▸ **Work item**: Send back exactly the lines from the opening line of the records below through the one with "pub struct NetworkConfig".

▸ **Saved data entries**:
// SPDX-FileCopyrightText: 2026 Camara Bridge Contributors
// SPDX-License-Identifier: MIT OR Apache-2.0

//! Configuration model structs for the CAMARA bridge.
//!
//! All structs use `#[serde(deny_unknown_fields)]` to reject unrecognized
//! config keys at startup, providing actionable error messages.

use std::collections::BTreeMap;
use std::path::PathBuf;

use camara_core::BackendAdapterConfig;
use serde::{Deserialize, Serialize};

/// Backend names accepted in the `[network]` section.
pub const NETWORK_BACKENDS: &[&str] = &["coresim", "open5gs", "open5gcore", "oai"];

/// Backend names accepted in the `[oran]` section.
pub const ORAN_BACKENDS: &[&str] = &["i2cat_ric"];

/// Top-level bridge configuration.
///
/// Loaded from TOML files following XDG hierarchy, with environment variable overrides.
/// The backend sections are optional; a bridge with neither configured can
/// still list backends and validate configuration.
#[derive(Debug, Clone, Default, Deserialize, Serialize)]
#[serde(deny_unknown_fields)]
pub struct BridgeConfig {
    /// Process-wide settings.
    #[serde(default)]
    pub bridge: BridgeSettings,

    /// The active 5G core / NEF backend.
    #[serde(default)]
    pub network: Option<NetworkConfig>,

    /// The active O-RAN RIC backend.
    #[serde(default)]
    pub oran: Option<OranConfig>,
}

/// Process-wide settings.
#[derive(Debug, Clone, Deserialize, Serialize)]
#[serde(deny_unknown_fields)]
pub struct BridgeSettings {
    /// Logging level (trace, debug, info, warn, error).
    #[serde(default = "default_log_level")]
    pub log_level: String,

    /// Timeout applied to every backend HTTP call.
    #[serde(default = "default_request_timeout_secs")]
    pub request_timeout_secs: u64,
}

impl Default for BridgeSettings {
    fn default() -> Self {
        Self {
            log_level: default_log_level(),
            request_timeout_secs: default_request_timeout_secs(),
        }
    }
}

fn default_log_level() -> String {
    "info".to_string()
}

fn default_request_timeout_secs() -> u64 {
    30
}

/// Settings for a NEF-style core network backend.
#[derive(Debug, Clone, Deserialize, Serialize)]
#[serde(deny_unknown_fields)]
pub struct NetworkConfig {
    /// Backend name: `coresim`, `open5gs`, `open5gcore` or `oai`.
    pub backend: String,

    /// Base URL of the exposure API.
    pub base_url: String,

    /// Service (SCS/AS) identifier used in every resource path.
    #[serde(alias = "scs_as_id")]
    pub service_id: String,

    /// Backend-specific parameters, passed through to the adapter untouched.
    #[serde(default, skip_serializing_if = "BTreeMap::is_empty")]
    pub extra: BTreeMap<String, String>,
}

impl NetworkConfig {
    pub fn adapter_config(&self) -> BackendAdapterConfig {
        BackendAdapterConfig {
            base_url: self.base_url.clone(),
            service_id: self.service_id.clone(),
            extra: self.extra.clone(),
        }
    }
}

/// Settings for an O-RAN near-RT RIC backend.
#[derive(Debug, Clone, Deserialize, Serialize)]
#[serde(deny_unknown_fields)]
pub struct OranConfig {
    /// Backend name: `i2cat_ric`.
    pub backend: String,

    /// Base URL of the RIC policy API.
    pub base_url: String,

    /// Service (SCS/AS) identifier used in every resource path.
    #[serde(alias = "scs_as_id")]
    pub service_id: String,

    /// JSON file mapping device IPs to cell scopes. Built-in entries are used when unset.
    #[serde(default)]
    pub ip_mapping_file: Option<PathBuf>,

    /// How often the mapping file is reloaded.
    #[serde(default = "default_refresh_interval_secs")]
    pub refresh_interval_secs: u64,

    /// Backend-specific parameters, passed through to the adapter untouched.
    #[serde(default, skip_serializing_if = "BTreeMap::is_empty")]
    pub extra: BTreeMap<String, String>,
}

impl OranConfig {
    /// Adapter config carrying the mapping file and refresh period as extras.
    pub fn adapter_config(&self) -> BackendAdapterConfig {
        let mut extra = self.extra.clone();
        if let Some(path) = &self.ip_mapping_file {
            extra.insert("ip_mapping_file".to_string(), path.display().to_string());
        }
        extra.insert(
            "refresh_interval_secs".to_string(),
            self.refresh_interval_secs.to_string(),
        );
        BackendAdapterConfig {
            base_url: self.base_url.clone(),
            service_id: self.service_id.clone(),
            extra,
        }
    }
}

fn default_refresh_interval_secs() -> u64 {
    60
}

▸ **Written reply**:
// SPDX-FileCopyrightText: 2026 Camara Bridge Contributors
// SPDX-License-Identifier: MIT OR Apache-2.0

//! Configuration model structs for the CAMARA bridge.
//!
//! All structs use `#[serde(deny_unknown_fields)]` to reject unrecognized
//! config keys at startup, providing actionable error messages.

use std::collections::BTreeMap;
use std::path::PathBuf;

use camara_core::BackendAdapterConfig;
use serde::{Deserialize, Serialize};

/// Backend names accepted in the `[network]` section.
pub const NETWORK_BACKENDS: &[&str] = &["coresim", "open5gs", "open5gcore", "oai"];

/// Backend names accepted in the `[oran]` section.
pub const ORAN_BACKENDS: &[&str] = &["i2cat_ric"];

/// Top-level bridge configuration.
///
/// Loaded from TOML files following XDG hierarchy, with environment variable overrides.
/// The backend sections are optional; a bridge with neither configured can
/// still list backends and validate configuration.
#[derive(Debug, Clone, Default, Deserialize, Serialize)]
#[serde(deny_unknown_fields)]
pub struct BridgeConfig {
    /// Process-wide settings.
    #[serde(default)]
    pub bridge: BridgeSettings,

    /// The active 5G core / NEF backend.
    #[serde(default)]
    pub network: Option<NetworkConfig>,

    /// The active O-RAN RIC backend.
    #[serde(default)]
    pub oran: Option<OranConfig>,
}

/// Process-wide settings.
#[derive(Debug, Clone, Deserialize, Serialize)]
#[serde(deny_unknown_fields)]
pub struct BridgeSettings {
    /// Logging level (trace, debug, info, warn, error).
    #[serde(default = "default_log_level")]
    pub log_level: String,

    /// Timeout applied to every backend HTTP call.
    #[serde(default = "default_request_timeout_secs")]
    pub request_timeout_secs: u64,
}

impl Default for BridgeSettings {
    fn default() -> Self {
        Self {
            log_level: default_log_level(),
            request_timeout_secs: default_request_timeout_secs(),
        }
    }
}

fn default_log_level() -> String {
    "info".to_string()
}

fn default_request_timeout_secs() -> u64 {
    30
}

/// Settings for a NEF-style core network backend.
#[derive(Debug, Clone, Deserialize, Serialize)]
#[serde(deny_unknown_fields)]
pub struct NetworkConfig {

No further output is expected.